**ENTRIES SUPPLIED:**
■ ■ ■ ■
//! Unsolicited event stream from an attached control connection.
//!
//! Once `ATTACH` succeeds the daemon pushes `<level>NAME args...` datagrams
//! on the event socket. A background task reads them, parses each into a
//! [`CtrlEvent`] and fans it out through a [`tokio::sync::broadcast`]
//! channel. The task never touches the command socket, so a caller blocked
//! in `send_synced` is unaffected by event traffic.

use std::sync::Arc;
use std::sync::atomic::{AtomicBool, Ordering};

use serde::Serialize;
use strum::{Display, EnumString, IntoStaticStr};
use tokio::net::UnixDatagram;
use tokio::sync::broadcast;
use tokio_util::sync::CancellationToken;

// ── Broadcast channel capacity ───────────────────────────────────────

pub(crate) const EVENT_CHANNEL_CAPACITY: usize = 256;

// ── CtrlEventKind ────────────────────────────────────────────────────

/// Event names the control plane reacts to. Anything else is `Other`.
#[derive(Debug, Clone, PartialEq, Eq, Display, EnumString, IntoStaticStr, Serialize)]
pub enum CtrlEventKind {
    #[strum(serialize = "AP-STA-CONNECTED")]
    StaConnected,
    #[strum(serialize = "AP-STA-DISCONNECTED")]
    StaDisconnected,
    #[strum(serialize = "DFS-CAC-START")]
    DfsCacStart,
    #[strum(serialize = "DFS-CAC-COMPLETED")]
    DfsCacCompleted,
    #[strum(serialize = "DFS-RADAR-DETECTED")]
    DfsRadarDetected,
    #[strum(serialize = "DFS-NOP-FINISHED")]
    DfsNopFinished,
    #[strum(serialize = "CTRL-EVENT-CHANNEL-SWITCH", serialize = "AP-CSA-FINISHED")]
    ChannelSwitch,
    #[strum(serialize = "AP-ENABLED")]
    ApEnabled,
    #[strum(serialize = "AP-DISABLED")]
    ApDisabled,
    #[strum(serialize = "CTRL-EVENT-TERMINATING")]
    Terminating,
    #[strum(serialize = "WPS-SUCCESS", serialize = "WPS-REG-SUCCESS")]
    WpsSuccess,
    #[strum(default)]
    Other(String),
}

// ── CtrlEvent ────────────────────────────────────────────────────────

/// A parsed unsolicited message.
#[derive(Debug, Clone, PartialEq, Eq, Serialize)]
pub struct CtrlEvent {
    /// Interface that emitted the event, when the daemon prefixed `IFNAME=`.
    pub ifname: Option<String>,
    /// Message priority (`<3>` → 3).
    pub level: u8,
    pub name: String,
    pub kind: CtrlEventKind,
    /// Whitespace-separated arguments after the event name.
    pub args: Vec<String>,
}

impl CtrlEvent {
    /// Parse `[IFNAME=<if> ]<level>NAME args...`. Returns `None` for
    /// anything that is not an unsolicited message (e.g. a stray `OK`).
    pub fn parse(raw: &str) -> Option<Self> {
        let mut rest = raw.trim_end_matches(['\n', '\r', '\0']);

        let mut ifname = None;
        if let Some(tail) = rest.strip_prefix("IFNAME=") {
            let (name, after) = tail.split_once(' ')?;
            ifname = Some(name.to_owned());
            rest = after;
        }

        let body = rest.strip_prefix('<')?;
        let (level, body) = body.split_once('>')?;
        let level = level.parse().ok()?;

        let mut parts = body.split_whitespace();
        let name = parts.next()?.to_owned();
        let args = parts.map(str::to_owned).collect();
        let kind = name
            .parse()
            .unwrap_or_else(|_| CtrlEventKind::Other(name.clone()));

        Some(Self {
            ifname,
            level,
            name,
            kind,
            args,
        })
    }

    /// Value of a `key=value` argument, with trailing separators trimmed.
    pub fn arg(&self, key: &str) -> Option<&str> {
        self.args.iter().find_map(|a| {
            a.split_once('=')
                .filter(|(k, _)| *k == key)
                .map(|(_, v)| v.trim_end_matches(','))
        })
    }

    /// The first bare argument, conventionally the station address.
    pub fn subject(&self) -> Option<&str> {
        self.args.iter().map(String::as_str).find(|a| !a.contains('='))
    }

    /// `DFS-CAC-COMPLETED success=1` vs an aborted check.
    pub fn cac_succeeded(&self) -> bool {
        self.kind == CtrlEventKind::DfsCacCompleted && self.arg("success") == Some("1")
    }

    /// DFS events raised by the dedicated background radar chain.
    pub fn is_background(&self) -> bool {
        self.arg("radar_background") == Some("1")
    }
}

// ── Background read loop ─────────────────────────────────────────────

/// Read events until cancellation, socket loss or daemon termination.
///
/// Any exit other than cancellation drops the connection's readiness so
/// the owner knows to re-open it.
pub(crate) async fn event_loop(
    name: String,
    socket: Arc<UnixDatagram>,
    event_tx: broadcast::Sender<Arc<CtrlEvent>>,
    ready: Arc<AtomicBool>,
    cancel: CancellationToken,
    buffer_size: usize,
) {
    let mut buf = vec![0u8; buffer_size];

    loop {
        tokio::select! {
            biased;
            () = cancel.cancelled() => {
                tracing::debug!(iface = %name, "event reader cancelled");
                return;
            }
            received = socket.recv(&mut buf) => {
                let len = match received {
                    Ok(len) => len,
                    Err(e) => {
                        tracing::warn!(iface = %name, error = %e, "event socket lost");
                        ready.store(false, Ordering::SeqCst);
                        return;
                    }
                };
                let text = String::from_utf8_lossy(&buf[..len]);
                let Some(event) = CtrlEvent::parse(&text) else {
                    tracing::trace!(iface = %name, msg = %text.trim_end(), "non-event message on event socket");
                    continue;
                };
                tracing::debug!(iface = %name, event = %event.name, "control event");

                let terminating = event.kind == CtrlEventKind::Terminating;
                // No subscribers is fine.
                let _ = event_tx.send(Arc::new(event));

                if terminating {
                    tracing::info!(iface = %name, "daemon terminating, connection no longer ready");
                    ready.store(false, Ordering::SeqCst);
                    return;
                }
            }
        }
    }
}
■ ■ ■ ■
**EXERCISE REQUIREMENTS:** Exactly as written, repeat each line from the beginning of the data above to the line containing "pub enum CtrlEventKind", inclusive.

**ANSWER TO THIS TASK:**
//! Unsolicited event stream from an attached control connection.
//!
//! Once `ATTACH` succeeds the daemon pushes `<level>NAME args...` datagrams
//! on the event socket. A background task reads them, parses each into a
//! [`CtrlEvent`] and fans it out through a [`tokio::sync::broadcast`]
//! channel. The task never touches the command socket, so a caller blocked
//! in `send_synced` is unaffected by event traffic.

use std::sync::Arc;
use std::sync::atomic::{AtomicBool, Ordering};

use serde::Serialize;
use strum::{Display, EnumString, IntoStaticStr};
use tokio::net::UnixDatagram;
use tokio::sync::broadcast;
use tokio_util::sync::CancellationToken;

// ── Broadcast channel capacity ───────────────────────────────────────

pub(crate) const EVENT_CHANNEL_CAPACITY: usize = 256;

// ── CtrlEventKind ────────────────────────────────────────────────────

/// Event names the control plane reacts to. Anything else is `Other`.
#[derive(Debug, Clone, PartialEq, Eq, Display, EnumString, IntoStaticStr, Serialize)]
pub enum CtrlEventKind {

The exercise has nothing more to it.